There's a report on France 3 I'm watching right now regarding the damage caused by the heat to the exhibits at a Natural History Museum in Val de Marne. It's been so hot that the chemicals used to hold various installations together (such as a mummification by a human and several animals done by the artist Fragonard's brother, as well as the dinosaurs) has been melting, threatening their stability. The caretakers of the museum are shown opening windows and arranging curtains to allow for the maximum amount of breeze and maximal allocation of the small air conditioning units.
I'm watching in a sort of stupor. I don't understand why museums-- museums!!!-- aren't air conditioned. Perhaps there simply isn't enough money in these smaller towns (I'm guessing, though I haven't confirmed this, that the Louvre is air-conditioned) to cool off such big spaces.
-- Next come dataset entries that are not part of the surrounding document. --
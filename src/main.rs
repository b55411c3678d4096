//! Command-line interface for dgs
//!
//! # Usage Examples
//!
//! ## Generate Data
//! ```bash
//! # Populate every table of a config with 4 workers
//! dgs gen data \
//!   --url "postgresql://root@localhost:26257/defaultdb?sslmode=disable" \
//!   --config config.yaml \
//!   --batch 1000 --workers 4
//! ```
//!
//! ## Generate Config
//! ```bash
//! # Build a config from an existing schema
//! dgs gen config \
//!   --url "postgresql://root@localhost:26257/defaultdb?sslmode=disable" \
//!   --schema public \
//!   --rows person=1000 --rows pet=5000 \
//!   --output config.yaml
//! ```
//!
//! ## List Tokens
//! ```bash
//! dgs gen tokens
//! ```

use clap::{Parser, Subcommand};
use dgs::commands::{run_gen_config, run_gen_data, run_tokens};
use dgs::logging;
use dgs_postgresql::{GenConfigArgs, GenDataArgs};

#[derive(Parser)]
#[command(name = "dgs")]
#[command(about = "Generate relational test data for PostgreSQL and CockroachDB")]
#[command(long_about = None)]
struct Cli {
    #[command(subcommand)]
    command: Commands,
}

#[derive(Subcommand)]
enum Commands {
    /// Generate data or configs
    Gen {
        #[command(subcommand)]
        command: GenCommand,
    },
}

#[derive(Subcommand)]
enum GenCommand {
    /// Generate rows from a config and write them to the database
    Data {
        #[command(flatten)]
        args: GenDataArgs,
    },

    /// Build a config from an existing database schema
    Config {
        #[command(flatten)]
        args: GenConfigArgs,
    },

    /// List the tokens available in value templates
    Tokens,
}

impl GenCommand {
    fn debug(&self) -> bool {
        match self {
            GenCommand::Data { args } => args.debug,
            GenCommand::Config { args } => args.debug,
            GenCommand::Tokens => false,
        }
    }
}

#[tokio::main]
async fn main() -> anyhow::Result<()> {
    if let Err(e) = run().await {
        eprintln!("Error: {e:#}");
        std::process::exit(1);
    }
    Ok(())
}

async fn run() -> anyhow::Result<()> {
    let cli = Cli::parse();

    match cli.command {
        Commands::Gen { command } => {
            logging::init(command.debug());

            match command {
                GenCommand::Data { args } => {
                    run_gen_data(args).await?;
                }
                GenCommand::Config { args } => run_gen_config(args).await?,
                GenCommand::Tokens => run_tokens(),
            }
        }
    }

    Ok(())
}

#[cfg(test)]
mod tests {
    use super::*;
    use clap::CommandFactory;

    #[test]
    fn test_cli_is_valid() {
        Cli::command().debug_assert();
    }

    #[test]
    fn test_parse_gen_data() {
        let cli = Cli::try_parse_from([
            "dgs", "gen", "data", "--url", "postgresql://x", "--config", "c.yaml", "--debug",
        ])
        .unwrap();

        let Commands::Gen { command } = cli.command;
        assert!(command.debug());
        assert!(matches!(command, GenCommand::Data { .. }));
    }

    #[test]
    fn test_parse_gen_tokens() {
        let cli = Cli::try_parse_from(["dgs", "gen", "tokens"]).unwrap();
        let Commands::Gen { command } = cli.command;
        assert!(matches!(command, GenCommand::Tokens));
        assert!(!command.debug());
    }
}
Monday night L and I went to Starbucks thinking we would find AC in that American outpost, but since their front door was wide open, any good the air conditioning units might have done went-- well, out the window.
Last night I escaped the heat in a movie theatre, but when I went to the loo it was as hot and sticky as blacktop in the sun. Gross.
I've never been a fan of the excessive extent to which your average office building or superstore is air conditioned in New York in summer. I hate that I have to carry a sweater around with me for when I walk into one of these icy blasts. But I far, far prefer that to the inescapable and (apparently life-threatening canicule that's been laying over France this past couple of weeks.
Heck, I've even been using ice cubes in my drinks. What is happening? All of my European pretensions are falling away to expose the wimpy American I am at heart!